Some year or so later, for some unknown reason, I put the disk back in. I skipped track one. And then the record came to life. This time, I heard the brilliant bridge (“the finger of blame has turned upon itself”) in “Fall at Your Feet” (hear it yourself, by the way, over on the band’s website). The plaintive “Four Season in One Day” (most tasteful cursing in a song) seemed poignant and poetic. And I couldn’t get the songs out of my head.

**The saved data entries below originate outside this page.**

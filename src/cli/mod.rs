//! CLI module for Watchtower
//!
//! Command-line front end over the [`Dashboard`](crate::operations::Dashboard).
//! Every invocation starts from a freshly seeded store, so mutations are
//! visible in the command's own output only.
//!
//! # Commands
//!
//! - `overview` - Service and situation counts, system health, alert feed
//! - `services` - List, add and re-status services
//! - `situations` - List, open, re-status and assign situations
//! - `settings` - List, edit and reset dashboard settings
//! - `predictions` - 24-hour health forecasts and expected incidents
//! - `config` - Configuration utilities (init)
//! - `completions` - Generate shell completions
//!
//! # Example
//!
//! ```bash
//! # Critical services only
//! watchtower services list --status critical
//!
//! # Open a situation
//! watchtower situations create --title "Disk full" --severity high --tags "storage, urgent"
//! ```

pub mod completions;
pub mod config;
pub mod output;
pub mod overview;
pub mod predictions;
pub mod services;
pub mod settings;
pub mod situations;

pub use completions::handle_completions;
pub use config::handle_config_init;

use crate::domain::{Category, Environment, ServiceStatus, Severity, SituationStatus};
use crate::selectors::Filter;
use clap::{Args, Parser, Subcommand};
use std::path::PathBuf;

/// Watchtower - service monitoring dashboard
#[derive(Parser, Debug)]
#[command(
    name = "watchtower",
    version,
    about = "Service monitoring dashboard: services, situations, alerts and settings"
)]
pub struct Cli {
    /// Path to configuration file
    #[arg(short, long, global = true, env = "WATCHTOWER_CONFIG")]
    pub config: Option<PathBuf>,

    #[command(subcommand)]
    pub command: Commands,
}

#[derive(Subcommand, Debug)]
pub enum Commands {
    /// Show the overview screen
    Overview(OverviewArgs),
    /// Manage services
    #[command(subcommand)]
    Services(ServicesCommands),
    /// Manage situations
    #[command(subcommand)]
    Situations(SituationsCommands),
    /// Manage dashboard settings
    #[command(subcommand)]
    Settings(SettingsCommands),
    /// Forecast service health over the next 24 hours
    Predictions(PredictionsArgs),
    /// Configuration utilities
    #[command(subcommand)]
    Config(ConfigCommands),
    /// Generate shell completions
    Completions(CompletionsArgs),
}

#[derive(Args, Debug)]
pub struct OverviewArgs {
    /// Output as JSON
    #[arg(long)]
    pub json: bool,
}

#[derive(Subcommand, Debug)]
pub enum ServicesCommands {
    /// List services
    List(ServicesListArgs),
    /// Register a new service
    Add(ServicesAddArgs),
    /// Change a service's status
    SetStatus(ServicesSetStatusArgs),
}

#[derive(Args, Debug)]
pub struct ServicesListArgs {
    /// Output as JSON
    #[arg(long)]
    pub json: bool,

    /// Filter by status (all, healthy, warning, critical, unknown)
    #[arg(short, long, default_value = "all")]
    pub status: Filter<ServiceStatus>,

    /// Case-insensitive search over name and description
    #[arg(long, default_value = "")]
    pub search: String,
}

#[derive(Args, Debug)]
pub struct ServicesAddArgs {
    /// Service name
    #[arg(short, long)]
    pub name: String,

    #[arg(short, long, default_value = "")]
    pub description: String,

    #[arg(long, default_value = "1.0.0")]
    pub version: String,

    /// Deployment environment (production, staging, development)
    #[arg(short, long, default_value = "production")]
    pub environment: Environment,

    /// Initial status
    #[arg(short, long, default_value = "unknown")]
    pub status: ServiceStatus,
}

#[derive(Args, Debug)]
pub struct ServicesSetStatusArgs {
    /// Service id
    pub id: String,

    /// New status (healthy, warning, critical, unknown)
    pub status: ServiceStatus,
}

#[derive(Subcommand, Debug)]
pub enum SituationsCommands {
    /// List situations
    List(SituationsListArgs),
    /// Open a new situation
    Create(SituationsCreateArgs),
    /// Change a situation's status
    SetStatus(SituationsSetStatusArgs),
    /// Assign a situation to someone
    Assign(SituationsAssignArgs),
}

#[derive(Args, Debug)]
pub struct SituationsListArgs {
    /// Output as JSON
    #[arg(long)]
    pub json: bool,

    /// Filter by severity (all, low, medium, high, critical)
    #[arg(long, default_value = "all")]
    pub severity: Filter<Severity>,

    /// Filter by status (all, open, investigating, resolved, closed)
    #[arg(short, long, default_value = "all")]
    pub status: Filter<SituationStatus>,

    /// Case-insensitive search over title, description and tags
    #[arg(long, default_value = "")]
    pub search: String,
}

#[derive(Args, Debug)]
pub struct SituationsCreateArgs {
    #[arg(short, long)]
    pub title: String,

    #[arg(short, long, default_value = "")]
    pub description: String,

    #[arg(long, default_value = "medium")]
    pub severity: Severity,

    #[arg(short, long, default_value = "open")]
    pub status: SituationStatus,

    /// Comma-separated tags, e.g. "urgent, billing"
    #[arg(long, default_value = "")]
    pub tags: String,

    /// Comma-separated ids of affected services
    #[arg(long, default_value = "")]
    pub services: String,
}

#[derive(Args, Debug)]
pub struct SituationsSetStatusArgs {
    /// Situation id
    pub id: String,

    /// New status (open, investigating, resolved, closed)
    pub status: SituationStatus,
}

#[derive(Args, Debug)]
pub struct SituationsAssignArgs {
    /// Situation id
    pub id: String,

    /// Who takes ownership
    pub assignee: String,
}

#[derive(Subcommand, Debug)]
pub enum SettingsCommands {
    /// List settings grouped by category
    List(SettingsListArgs),
    /// Change a setting's value
    Set(SettingsSetArgs),
    /// Restore a setting to its default
    Reset(SettingsResetArgs),
}

#[derive(Args, Debug)]
pub struct SettingsListArgs {
    /// Output as JSON
    #[arg(long)]
    pub json: bool,

    /// Filter by category (all, monitoring, alerting, notifications, thresholds)
    #[arg(long, default_value = "all")]
    pub category: Filter<Category>,

    /// Case-insensitive search over name and description
    #[arg(long, default_value = "")]
    pub search: String,
}

#[derive(Args, Debug)]
pub struct SettingsSetArgs {
    /// Setting id
    pub id: String,

    /// New value, interpreted according to the setting's type
    pub value: String,
}

#[derive(Args, Debug)]
pub struct SettingsResetArgs {
    /// Setting id
    pub id: String,
}

#[derive(Args, Debug)]
pub struct PredictionsArgs {
    /// Output as JSON
    #[arg(long)]
    pub json: bool,

    /// Show the hourly forecast and incidents for one service id
    #[arg(short, long)]
    pub service: Option<String>,
}

#[derive(Subcommand, Debug)]
pub enum ConfigCommands {
    /// Initialize a new configuration file
    Init(ConfigInitArgs),
}

#[derive(Args, Debug)]
pub struct ConfigInitArgs {
    /// Output file path
    #[arg(short, long, default_value = "watchtower.toml")]
    pub output: PathBuf,

    /// Overwrite existing file
    #[arg(short, long)]
    pub force: bool,
}

#[derive(Args, Debug)]
pub struct CompletionsArgs {
    /// Shell to generate completions for
    #[arg(value_enum)]
    pub shell: clap_complete::Shell,
}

It wasn’t long before Stanklin was on board, too. By the time the follow-up was released, we were hungry converts, pestering people in used CD stores, and praising a wise old man who had once tried to show us the light…

Yes, Herbie Can

Maybe people just felt relieved to talk about something aside from the presidential race. Or perhaps people are starved for a little bling and red carpet after the writers withheld our dose of “Desperate Housewives” for so long.

Whatever the case, people got excited about the Grammy Awards this year. I heard recaps from friends, coworkers, family. But I didn’t watch. Not only that, I completely forgot it was on. In fact, I wrote off the Grammys years ago. Not out of any bitterness or jealousy, mind you, but simply because they never seem relevant to what I was pursuing musically. Sure, I enjoyed seeing Eminem and Elton duet, but the awards themselves meant nothing.

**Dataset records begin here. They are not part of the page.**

use chrono::{DateTime, Utc};
use serde::{Deserialize, Serialize};
use std::fmt;
use std::str::FromStr;

/// Health status of a monitored service.
#[derive(Debug, Clone, Copy, PartialEq, Eq, Hash, Serialize, Deserialize)]
#[serde(rename_all = "lowercase")]
pub enum ServiceStatus {
    Healthy,
    Warning,
    Critical,
    Unknown,
}

impl ServiceStatus {
    pub const ALL: [ServiceStatus; 4] = [
        ServiceStatus::Healthy,
        ServiceStatus::Warning,
        ServiceStatus::Critical,
        ServiceStatus::Unknown,
    ];

    pub fn as_str(&self) -> &'static str {
        match self {
            ServiceStatus::Healthy => "healthy",
            ServiceStatus::Warning => "warning",
            ServiceStatus::Critical => "critical",
            ServiceStatus::Unknown => "unknown",
        }
    }
}

impl fmt::Display for ServiceStatus {
    fn fmt(&self, f: &mut fmt::Formatter<'_>) -> fmt::Result {
        f.write_str(self.as_str())
    }
}

impl FromStr for ServiceStatus {
    type Err = String;

    fn from_str(s: &str) -> Result<Self, Self::Err> {
        match s.to_lowercase().as_str() {
            "healthy" => Ok(ServiceStatus::Healthy),
            "warning" => Ok(ServiceStatus::Warning),
            "critical" => Ok(ServiceStatus::Critical),
            "unknown" => Ok(ServiceStatus::Unknown),
            _ => Err(format!("Invalid service status: {}", s)),
        }
    }
}

/// Deployment environment a service runs in.
#[derive(Debug, Clone, Copy, PartialEq, Eq, Hash, Serialize, Deserialize, Default)]
#[serde(rename_all = "lowercase")]
pub enum Environment {
    #[default]
    Production,
    Staging,
    Development,
}

impl fmt::Display for Environment {
    fn fmt(&self, f: &mut fmt::Formatter<'_>) -> fmt::Result {
        f.write_str(match self {
            Environment::Production => "production",
            Environment::Staging => "staging",
            Environment::Development => "development",
        })
    }
}

impl FromStr for Environment {
    type Err = String;

    fn from_str(s: &str) -> Result<Self, Self::Err> {
        match s.to_lowercase().as_str() {
            "production" | "prod" => Ok(Environment::Production),
            "staging" => Ok(Environment::Staging),
            "development" | "dev" => Ok(Environment::Development),
            _ => Err(format!("Invalid environment: {}", s)),
        }
    }
}

/// A monitored service.
///
/// `status` and `health` are always written together; see
/// [`HealthThresholds`](crate::config::HealthThresholds) for the mapping.
#[derive(Debug, Clone, PartialEq, Serialize, Deserialize)]
#[serde(rename_all = "camelCase")]
pub struct Service {
    pub id: String,
    pub name: String,
    pub description: String,
    pub status: ServiceStatus,
    /// Health score, 0-100
    pub health: f64,
    /// Average response time in milliseconds
    pub response_time: u32,
    /// Uptime percentage
    pub uptime: f64,
    pub version: String,
    pub environment: Environment,
    pub last_updated: DateTime<Utc>,
}

/// Caller-supplied fields for a new service.
///
/// Identity, timestamps and metrics are assigned by the gateway.
#[derive(Debug, Clone, PartialEq, Eq, Serialize, Deserialize)]
#[serde(rename_all = "camelCase")]
pub struct NewService {
    pub name: String,
    pub description: String,
    pub version: String,
    pub environment: Environment,
    pub status: ServiceStatus,
}

impl Default for NewService {
    fn default() -> Self {
        Self {
            name: String::new(),
            description: String::new(),
            version: String::new(),
            environment: Environment::Production,
            status: ServiceStatus::Healthy,
        }
    }
}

This year, people seem particularly shocked about Herbie Hancock’s big win. Indeed, Quincy Jones’s disarming exclamation — “unbelievable, man!” — was one of those great award show moments (so great I heard it replayed later). I even know it happened at 10:40pm CST, because I got a euphoric text from Jazzy Jeff.

Hey, good for Herbie! Too bad it wasn’t for one of his more ambitious or landmark records. But this hardly seems such a surprise to me. Remember when Steely Dan won?